[Saved data entries]
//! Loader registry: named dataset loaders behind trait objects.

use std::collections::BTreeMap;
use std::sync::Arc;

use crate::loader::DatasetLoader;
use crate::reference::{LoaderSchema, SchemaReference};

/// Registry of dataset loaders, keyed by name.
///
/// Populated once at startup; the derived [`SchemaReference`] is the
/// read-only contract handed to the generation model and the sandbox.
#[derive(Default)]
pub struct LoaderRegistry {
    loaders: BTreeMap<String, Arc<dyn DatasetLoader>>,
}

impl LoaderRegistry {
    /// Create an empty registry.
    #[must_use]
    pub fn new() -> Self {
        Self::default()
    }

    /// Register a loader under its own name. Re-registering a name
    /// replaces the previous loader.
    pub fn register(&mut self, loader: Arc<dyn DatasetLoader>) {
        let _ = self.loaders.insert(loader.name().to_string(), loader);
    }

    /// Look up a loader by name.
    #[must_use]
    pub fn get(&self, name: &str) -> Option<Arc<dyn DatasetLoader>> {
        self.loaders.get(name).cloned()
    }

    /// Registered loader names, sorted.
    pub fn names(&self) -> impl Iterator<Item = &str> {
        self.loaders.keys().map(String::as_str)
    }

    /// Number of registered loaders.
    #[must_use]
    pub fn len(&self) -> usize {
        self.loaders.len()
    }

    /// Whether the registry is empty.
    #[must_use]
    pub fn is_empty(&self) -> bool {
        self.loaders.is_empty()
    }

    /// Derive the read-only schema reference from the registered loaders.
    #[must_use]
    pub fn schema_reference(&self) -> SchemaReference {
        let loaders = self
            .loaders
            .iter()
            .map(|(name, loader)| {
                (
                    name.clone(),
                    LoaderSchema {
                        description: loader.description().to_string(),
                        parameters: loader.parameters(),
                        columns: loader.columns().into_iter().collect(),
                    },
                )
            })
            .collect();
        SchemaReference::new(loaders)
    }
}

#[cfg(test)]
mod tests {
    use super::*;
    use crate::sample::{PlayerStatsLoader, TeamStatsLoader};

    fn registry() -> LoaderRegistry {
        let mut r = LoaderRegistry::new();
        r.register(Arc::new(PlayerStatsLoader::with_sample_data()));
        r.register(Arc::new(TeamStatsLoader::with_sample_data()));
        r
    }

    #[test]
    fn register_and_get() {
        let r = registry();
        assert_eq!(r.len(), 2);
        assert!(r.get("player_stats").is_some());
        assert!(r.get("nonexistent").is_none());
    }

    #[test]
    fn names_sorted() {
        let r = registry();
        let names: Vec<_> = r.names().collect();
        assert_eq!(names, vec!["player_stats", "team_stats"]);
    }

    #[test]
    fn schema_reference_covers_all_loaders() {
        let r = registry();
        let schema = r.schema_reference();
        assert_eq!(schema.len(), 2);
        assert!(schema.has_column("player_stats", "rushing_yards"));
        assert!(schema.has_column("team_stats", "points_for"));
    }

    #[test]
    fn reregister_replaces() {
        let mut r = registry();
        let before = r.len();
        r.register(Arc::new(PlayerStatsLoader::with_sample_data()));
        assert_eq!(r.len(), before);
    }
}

---

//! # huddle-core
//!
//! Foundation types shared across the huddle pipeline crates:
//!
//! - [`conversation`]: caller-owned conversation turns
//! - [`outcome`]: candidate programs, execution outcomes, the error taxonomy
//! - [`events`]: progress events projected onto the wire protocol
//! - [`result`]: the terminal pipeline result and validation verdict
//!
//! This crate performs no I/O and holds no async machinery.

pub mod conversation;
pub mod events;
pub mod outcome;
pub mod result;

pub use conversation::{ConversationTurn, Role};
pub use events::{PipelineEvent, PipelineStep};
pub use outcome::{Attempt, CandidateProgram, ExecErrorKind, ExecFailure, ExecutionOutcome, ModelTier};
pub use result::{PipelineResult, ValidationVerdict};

WHAT YOU NEED TO DO: Would you please repeat exactly the lines above, starting at the line with "loader by name." and stopping at the line with "assert_eq!(schema.len(), 2);", both included?

THE ANSWER:
    /// Look up a loader by name.
    #[must_use]
    pub fn get(&self, name: &str) -> Option<Arc<dyn DatasetLoader>> {
        self.loaders.get(name).cloned()
    }

    /// Registered loader names, sorted.
    pub fn names(&self) -> impl Iterator<Item = &str> {
        self.loaders.keys().map(String::as_str)
    }

    /// Number of registered loaders.
    #[must_use]
    pub fn len(&self) -> usize {
        self.loaders.len()
    }

    /// Whether the registry is empty.
    #[must_use]
    pub fn is_empty(&self) -> bool {
        self.loaders.is_empty()
    }

    /// Derive the read-only schema reference from the registered loaders.
    #[must_use]
    pub fn schema_reference(&self) -> SchemaReference {
        let loaders = self
            .loaders
            .iter()
            .map(|(name, loader)| {
                (
                    name.clone(),
                    LoaderSchema {
                        description: loader.description().to_string(),
                        parameters: loader.parameters(),
                        columns: loader.columns().into_iter().collect(),
                    },
                )
            })
            .collect();
        SchemaReference::new(loaders)
    }
}

#[cfg(test)]
mod tests {
    use super::*;
    use crate::sample::{PlayerStatsLoader, TeamStatsLoader};

    fn registry() -> LoaderRegistry {
        let mut r = LoaderRegistry::new();
        r.register(Arc::new(PlayerStatsLoader::with_sample_data()));
        r.register(Arc::new(TeamStatsLoader::with_sample_data()));
        r
    }

    #[test]
    fn register_and_get() {
        let r = registry();
        assert_eq!(r.len(), 2);
        assert!(r.get("player_stats").is_some());
        assert!(r.get("nonexistent").is_none());
    }

    #[test]
    fn names_sorted() {
        let r = registry();
        let names: Vec<_> = r.names().collect();
        assert_eq!(names, vec!["player_stats", "team_stats"]);
    }

    #[test]
    fn schema_reference_covers_all_loaders() {
        let r = registry();
        let schema = r.schema_reference();
        assert_eq!(schema.len(), 2);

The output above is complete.